• [Work order] Beginning with the line that mentions "fn initialize(&mut self, args: &ZiArguments)", reproduce every line through the last line of the entries, exactly, and only those.

Dataset records:
----
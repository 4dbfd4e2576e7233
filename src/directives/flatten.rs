//! Copyright © 2025-2026 Wenze Wei. All Rights Reserved.
//!
//! This file is part of Zi.
//! The Zi project belongs to the Dunimd Team.
//!
//! Licensed under the Apache License, Version 2.0 (the "License");
//! You may not use this file except in compliance with the License.
//! You may obtain a copy of the License at
//!
//!     http://www.apache.org/licenses/LICENSE-2.0
//!
//! Unless required by applicable law or agreed to in writing, software
//! distributed under the License is distributed on an "AS IS" BASIS,
//! WITHOUT WARRANTIES OR CONDITIONS OF ANY KIND, either express or implied.
//! See the License for the specific language governing permissions and
//! limitations under the License.


//! Separates array elements of one or more columns into individual rows,
//! copying the other columns.

use crate::directive::{ZiDirective, ZiExecutorContext};
use crate::dsl::usage::ZiUsageDefinition;
use crate::errors::Result;
use crate::lineage::ZiMutation;
use crate::record::{ZiRow, ZiRowBatch, ZiValue};
use crate::token::{ZiArguments, ZiTokenType};

pub const NAME: &str = "flatten";

/// `flatten :column[,:column]*`
///
/// For each row the output count is the longest array among the columns
/// (scalars and nulls count as one). Shorter arrays are padded with null. When
/// every present column holds an empty array, one row is emitted with those
/// columns set to null. Columns missing from a row that has at least one of
/// them are added as null; rows with none of them pass through unchanged.
#[derive(Debug, Default)]
pub struct ZiFlatten {
    columns: Vec<String>,
}

pub fn create() -> Box<dyn ZiDirective + Send> {
    Box::new(ZiFlatten::default())
}

impl ZiFlatten {
    /// Expands one row into as many rows as its widest target array.
    ///
    /// A row holding none of the target columns passes through unchanged
    /// instead of being dropped.
    fn expand(&self, row: ZiRow, out: &mut ZiRowBatch) {
        let locations: Vec<Option<usize>> = self.columns.iter().map(|c| row.find(c)).collect();
        if locations.iter().all(Option::is_none) {
            out.push(row);
            return;
        }

        let width = |value: &ZiValue| match value {
            ZiValue::Array(items) => items.len(),
            _ => 1,
        };
        let max = locations
            .iter()
            .flatten()
            .filter_map(|&idx| row.value_at(idx))
            .map(width)
            .max()
            .unwrap_or(0);

        if max == 0 {
            let mut emptied = row;
            for (column, location) in self.columns.iter().zip(&locations) {
                match location {
                    Some(idx) => {
                        emptied.set_value(*idx, ZiValue::Null);
                    }
                    None => emptied.add_or_set(column, ZiValue::Null),
                }
            }
            out.push(emptied);
            return;
        }

        for k in 0..max {
            let mut expanded = row.clone();
            for (column, location) in self.columns.iter().zip(&locations) {
                let Some(idx) = *location else {
                    expanded.add_or_set(column, ZiValue::Null);
                    continue;
                };
                let value = match row.value_at(idx) {
                    Some(ZiValue::Array(items)) => items.get(k).cloned().unwrap_or(ZiValue::Null),
                    Some(other) => other.clone(),
                    None => ZiValue::Null,
                };
                expanded.set_value(idx, value);
            }
            out.push(expanded);
        }
    }
}

impl ZiDirective for ZiFlatten {
    fn name(&self) -> &'static str {
        NAME
    }

    fn define(&self) -> Result<ZiUsageDefinition> {
        ZiUsageDefinition::builder(NAME)
            .define("column", ZiTokenType::ColumnNameList)
            .build()
    }

    fn initialize(&mut self, args: &ZiArguments) -> Result<()> {
        self.columns = args.columns("column")?;
        Ok(())
    }

    fn execute(&mut self, rows: ZiRowBatch, _ctx: &mut ZiExecutorContext<'_>) -> Result<ZiRowBatch> {
        let mut out = Vec::with_capacity(rows.len());
        for row in rows {
            self.expand(row, &mut out);
        }
        Ok(out)
    }

    fn lineage(&self) -> Option<ZiMutation> {
        Some(
            ZiMutation::builder()
                .readable(format!(
                    "Expanded to individual records based on values in columns '{}'",
                    self.columns.join(", ")
                ))
                .all(self.columns.iter().cloned(), self.columns.iter().cloned())
                .build(),
        )
    }
}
----
• [Your response]
    fn initialize(&mut self, args: &ZiArguments) -> Result<()> {
        self.columns = args.columns("column")?;
        Ok(())
    }

    fn execute(&mut self, rows: ZiRowBatch, _ctx: &mut ZiExecutorContext<'_>) -> Result<ZiRowBatch> {
        let mut out = Vec::with_capacity(rows.len());
        for row in rows {
            self.expand(row, &mut out);
        }
        Ok(out)
    }

    fn lineage(&self) -> Option<ZiMutation> {
        Some(
            ZiMutation::builder()
                .readable(format!(
                    "Expanded to individual records based on values in columns '{}'",
                    self.columns.join(", ")
                ))
                .all(self.columns.iter().cloned(), self.columns.iter().cloned())
                .build(),
        )
    }
}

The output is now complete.